What are debt mutual funds?

A mutual fund that invests in fixed income securities is known as debt mutual funds. These funds typically invest in securities such as Treasury Bills, Government Securities, and corporate bonds that are of varying horizon. These securities typically come with fixed maturity and offer fixed interest rate.

The securities in which any debt mutual fund invests have a different credit rating. These ratings are issued by independent rating organizations such as CARE, CRISIL, FITCH, Brickwork, and ICRA. These ratings signify the risk associated with the entity issuing the security. A higher credit rating indicates that the entity is likely to pay interest as well as the principle on the debt security. Debt funds having a higher allocation to higher-rated securities will be less volatile as compared to low-rated securities. Returns generated by a mutual fund comprise of two sources namely – interest income and capital appreciation/depreciation in the value of the security due to changes in market dynamics. Based on investment horizon and ability to bear the risk, wide ranges of products are available. Different types of debt mutual funds available are:

  • Dynamic bond funds – funds take interest rate calls and have fluctuating average maturity period
  • Income funds – funds take on interest rates and invest in securities with different maturities. Typically have average maturity of 5-6 years.
  • Short-term and ultra short-term debt funds – funds investing in instruments with shorter maturities, which range from around a year to 3 years.
  • Liquid funds – funds investing in instruments with a maturity of not more than 91 days.
  • Gilt funds – These are funds that invest in government-backed securities
  • Credit opportunities funds – These funds don’t invest according to the maturities of debt instruments and seek to earn returns by taking a call on credit risks

 Best debt funds

  • Franklin India Low Duration Fund – The fund seeks to offer steady returns by investing in short-term debt instruments such as money market instruments and has outperformed its benchmark and category over the multi-trailing time period.

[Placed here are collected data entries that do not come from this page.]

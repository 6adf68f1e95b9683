//! Application layer: lifecycle use cases and the ports they consume.
//!
//! Use cases orchestrate the domain crates into atomic business operations:
//! each one reads through repository ports, validates business rules,
//! performs its write sequence inside a unit of work, and returns either the
//! identifiers of affected entities or a structured [`OperationError`]. This
//! crate contains no IO of its own; it composes infrastructure traits.

pub mod error;
pub mod ports;
pub mod quantity;
pub mod use_cases;

pub use error::OperationError;
pub use ports::{
    CategoryRepository, Clock, CurrentUser, ImageStorage, ImageUpload, ItemComponentRepository,
    ItemRepository, PortError, PortResult, TransformationRepository, UnitOfWork,
};
pub use use_cases::create_composite_item::{
    ComponentSpec, CreateCompositeItemInput, CreateCompositeItemOutput, CreateCompositeItemUseCase,
};
pub use use_cases::create_item::{CreateItemInput, CreateItemUseCase, CreatedItem};
pub use use_cases::deteriorate_item::{
    DeteriorateItemInput, DeteriorateItemOutput, DeteriorateItemUseCase,
};
pub use use_cases::disassemble_composite_item::{
    DisassembleCompositeItemInput, DisassembleCompositeItemOutput, DisassembleCompositeItemUseCase,
};
pub use use_cases::donate_items::{DonateItemsInput, DonateItemsOutput, DonateItemsUseCase};
pub use use_cases::recover_item::{RecoverItemInput, RecoverItemOutput, RecoverItemUseCase};
pub use use_cases::report_item_lost::{
    ReportItemLostInput, ReportItemLostOutput, ReportItemLostUseCase,
};
pub use use_cases::subdivide_item::{
    SubdivideItemInput, SubdivideItemOutput, SubdivideItemUseCase, SubdivisionSpec,
};
//! Category entity: per-kind rules and metadata shape.

use chrono::{DateTime, Utc};
use serde::{Deserialize, Serialize};

use gearbase_core::{AggregateRoot, Entity, EntityId, OrganizationId};

use crate::name::CategoryName;
use crate::schema::MetadataSchema;

/// Category identifier.
#[derive(Debug, Copy, Clone, PartialEq, Eq, Hash, Serialize, Deserialize)]
#[serde(transparent)]
pub struct CategoryId(pub EntityId);

impl CategoryId {
    pub fn new(id: EntityId) -> Self {
        Self(id)
    }
}

impl core::fmt::Display for CategoryId {
    fn fmt(&self, f: &mut core::fmt::Formatter<'_>) -> core::fmt::Result {
        core::fmt::Display::fmt(&self.0, f)
    }
}

/// A kind of equipment: defines the metadata shape and which lifecycle
/// operations items of this kind allow.
///
/// Categories are administered by organization admins and soft-deleted;
/// items referencing a deleted category keep their `category_id`.
#[derive(Debug, Clone, PartialEq, Serialize, Deserialize)]
pub struct Category {
    pub id: CategoryId,
    pub organization_id: OrganizationId,
    pub name: CategoryName,
    pub slug: String,
    pub requires_unique_numbering: bool,
    pub can_be_composite: bool,
    pub can_be_subdivided: bool,
    pub metadata_schema: MetadataSchema,
    /// Schema field holding "the" magnitude subdivided or damaged (e.g.
    /// `length`). When unset, callers fall back to a unit-name heuristic.
    pub quantity_field: Option<String>,
    pub deleted_at: Option<DateTime<Utc>>,
}

impl Category {
    pub fn is_deleted(&self) -> bool {
        self.deleted_at.is_some()
    }
}

impl Entity for Category {
    type Id = CategoryId;

    fn id(&self) -> &Self::Id {
        &self.id
    }
}

impl AggregateRoot for Category {}

/// Creation payload: a category without identity or derived fields.
#[derive(Debug, Clone, PartialEq, Serialize, Deserialize)]
pub struct NewCategory {
    pub organization_id: OrganizationId,
    pub name: CategoryName,
    pub requires_unique_numbering: bool,
    pub can_be_composite: bool,
    pub can_be_subdivided: bool,
    pub metadata_schema: MetadataSchema,
    pub quantity_field: Option<String>,
}

/// Partial update payload; `None` fields are left untouched.
#[derive(Debug, Default, Clone, PartialEq, Serialize, Deserialize)]
pub struct CategoryPatch {
    pub name: Option<CategoryName>,
    pub requires_unique_numbering: Option<bool>,
    pub can_be_composite: Option<bool>,
    pub can_be_subdivided: Option<bool>,
    pub metadata_schema: Option<MetadataSchema>,
    pub quantity_field: Option<Option<String>>,
}
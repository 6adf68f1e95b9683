//! Metadata validation against a category schema.

use serde_json::Value as JsonValue;

use crate::schema::{FieldDef, FieldType, MetadataRecord, MetadataSchema};

/// Validate a candidate metadata record against a category's schema.
///
/// Returns **every** violation, not just the first, so callers can report all
/// problems at once. An empty result means the record is valid; an empty
/// schema accepts any record. Fields present in the record but absent from
/// the schema are tolerated.
pub fn validate_metadata(schema: &MetadataSchema, metadata: &MetadataRecord) -> Vec<String> {
    let mut violations = Vec::new();

    for (name, def) in schema.iter() {
        // JSON null counts as absent.
        let value = metadata.get(name).filter(|v| !v.is_null());

        let Some(value) = value else {
            if def.required {
                violations.push(format!("field '{name}' is required"));
            }
            continue;
        };

        check_field(name, def, value, &mut violations);
    }

    violations
}

fn check_field(name: &str, def: &FieldDef, value: &JsonValue, violations: &mut Vec<String>) {
    match def.field_type {
        FieldType::String => {
            let Some(s) = value.as_str() else {
                violations.push(format!("field '{name}' must be a string"));
                return;
            };
            let len = s.chars().count();
            if let Some(min) = def.min_length {
                if len < min {
                    violations.push(format!("field '{name}' must have at least {min} characters"));
                }
            }
            if let Some(max) = def.max_length {
                if len > max {
                    violations.push(format!("field '{name}' must have at most {max} characters"));
                }
            }
        }
        FieldType::Number => {
            let Some(n) = value.as_f64() else {
                violations.push(format!("field '{name}' must be a number"));
                return;
            };
            if let Some(min) = def.min {
                if n < min {
                    violations.push(format!("field '{name}' must be at least {min}"));
                }
            }
            if let Some(max) = def.max {
                if n > max {
                    violations.push(format!("field '{name}' must be at most {max}"));
                }
            }
        }
        FieldType::Boolean => {
            if !value.is_boolean() {
                violations.push(format!("field '{name}' must be a boolean"));
            }
        }
    }

    if let Some(allowed) = &def.allowed {
        if !allowed.contains(value) {
            violations.push(format!("field '{name}' has a value outside the allowed set"));
        }
    }
}

#[cfg(test)]
mod tests {
    use super::*;
    use serde_json::json;

    fn rope_schema() -> MetadataSchema {
        MetadataSchema::new()
            .with_field(
                "length",
                FieldDef {
                    field_type: FieldType::Number,
                    required: true,
                    min: Some(0.0),
                    max: Some(200.0),
                    ..Default::default()
                },
            )
            .with_field(
                "diameter",
                FieldDef {
                    field_type: FieldType::String,
                    min_length: Some(2),
                    max_length: Some(10),
                    ..Default::default()
                },
            )
            .with_field(
                "dynamic",
                FieldDef {
                    field_type: FieldType::Boolean,
                    ..Default::default()
                },
            )
    }

    fn record(pairs: &[(&str, JsonValue)]) -> MetadataRecord {
        pairs.iter().map(|(k, v)| (k.to_string(), v.clone())).collect()
    }

    #[test]
    fn empty_schema_accepts_anything() {
        let schema = MetadataSchema::new();
        let md = record(&[("whatever", json!("value")), ("n", json!(3))]);
        assert!(validate_metadata(&schema, &md).is_empty());
    }

    #[test]
    fn missing_required_field_is_reported() {
        let violations = validate_metadata(&rope_schema(), &record(&[]));
        assert_eq!(violations, vec!["field 'length' is required".to_string()]);
    }

    #[test]
    fn null_counts_as_absent() {
        let md = record(&[("length", JsonValue::Null)]);
        let violations = validate_metadata(&rope_schema(), &md);
        assert_eq!(violations, vec!["field 'length' is required".to_string()]);
    }

    #[test]
    fn type_mismatches_are_reported_per_field() {
        let md = record(&[
            ("length", json!("fifty")),
            ("diameter", json!(9.8)),
            ("dynamic", json!("yes")),
        ]);
        let violations = validate_metadata(&rope_schema(), &md);
        assert_eq!(violations.len(), 3);
        assert!(violations.iter().any(|v| v.contains("'length' must be a number")));
        assert!(violations.iter().any(|v| v.contains("'diameter' must be a string")));
        assert!(violations.iter().any(|v| v.contains("'dynamic' must be a boolean")));
    }

    #[test]
    fn numeric_bounds_are_inclusive() {
        let ok = record(&[("length", json!(200.0))]);
        assert!(validate_metadata(&rope_schema(), &ok).is_empty());

        let too_big = record(&[("length", json!(200.5))]);
        let violations = validate_metadata(&rope_schema(), &too_big);
        assert_eq!(violations, vec!["field 'length' must be at most 200".to_string()]);
    }

    #[test]
    fn string_length_bounds_are_enforced() {
        let md = record(&[("length", json!(50)), ("diameter", json!("9"))]);
        let violations = validate_metadata(&rope_schema(), &md);
        assert_eq!(
            violations,
            vec!["field 'diameter' must have at least 2 characters".to_string()]
        );
    }

    #[test]
    fn allowed_set_is_a_closed_enumeration() {
        let schema = MetadataSchema::new().with_field(
            "condition",
            FieldDef {
                field_type: FieldType::String,
                allowed: Some(vec![json!("new"), json!("worn")]),
                ..Default::default()
            },
        );
        let md = record(&[("condition", json!("destroyed"))]);
        let violations = validate_metadata(&schema, &md);
        assert_eq!(violations.len(), 1);
        assert!(violations[0].contains("allowed set"));
    }

    #[test]
    fn extra_fields_outside_the_schema_are_tolerated() {
        let md = record(&[("length", json!(50)), ("color", json!("red"))]);
        assert!(validate_metadata(&rope_schema(), &md).is_empty());
    }

    mod proptest_tests {
        use super::*;
        use proptest::prelude::*;

        proptest! {
            /// Property: a number inside the declared bounds never violates.
            #[test]
            fn in_range_numbers_are_accepted(value in 0.0f64..=200.0) {
                let md = record(&[("length", json!(value))]);
                prop_assert!(validate_metadata(&rope_schema(), &md).is_empty());
            }

            /// Property: a number above the max always violates exactly once.
            #[test]
            fn out_of_range_numbers_are_rejected(value in 201.0f64..=10_000.0) {
                let md = record(&[("length", json!(value))]);
                let violations = validate_metadata(&rope_schema(), &md);
                prop_assert_eq!(violations.len(), 1);
            }
        }
    }
}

The portfolio is well diversified and comprises of high-quality corporate bonds which account for over three fourth of the portfolio which results in lower standard deviation when compared to category average. The scheme is ranked 1 in credit opportunities sub-category under debt category by CRISIL for the quarter ended December 2017 and is rated five-star by Morningstar. Santosh Kamath and Kunal Agarwal jointly manage the fund since April 2014.
  • L&T Short Term Income Fund – The scheme seeks to generate return by investing in fixed income and money market securities. With around 50-60 securities, the fund is moderately diversified and comprises of securities with an average rating of AA category. The scheme has generated considerable returns over its benchmark across time period and is ranked 1 in credit opportunities category by CRISIL for the quarter ended December 2017 and is rated five-star by Morningstar. Shriram Ramanathan, Vikas Garg since April 2017, jointly manages the fund.
  • BOI AXA Treasury Advantage – The scheme seeks to generate reasonable returns by investing in debt and money market instruments and has generated higher returns over benchmark over the multi-trailing time period. With around 30-40 securities, the fund is moderately concentrated and comprises of high rated instruments with an average credit rating of AA. The scheme is ranked 3 in Ultrashort-term debt category by CRISIL for the quarter ended December 2017 and is rated five-star by Morningstar. Piyush Baranwal manages the fund since July 2016
  • ICICI Prudential Long Term Plan – The scheme seeks to generate income through investments in debt securities while maintaining a balance of yield, safety, and liquidity. With 40-50 securities, the fund is fairly diversified and comprises of instruments with an average credit rating of AA. The scheme has beaten its benchmark over 3-and 5-years period and is ranked 1 in the gilt scheme category by CRISIL for the quarter ended December 2017 and is rated five-star by Morningstar. Manish Banthia, Anuj Tagra jointly manages the fund since Jan 2015.
  • SBI Magnum Gilt Fund Short Term – The fund provides an opportunity to invest in government securities which are otherwise not available to retail investors. The fund comprises of government-backed securities and other bonds with AAA rating category thus indicating highest degree of safety. The fund has generated considerable returns within its category and the scheme is ranked 1 in the income scheme category by CRISIL for the quarter ended December 2017 and is rated four-star by Morningstar. The fund is managed by Dinesh Ahuja since Jan 2011.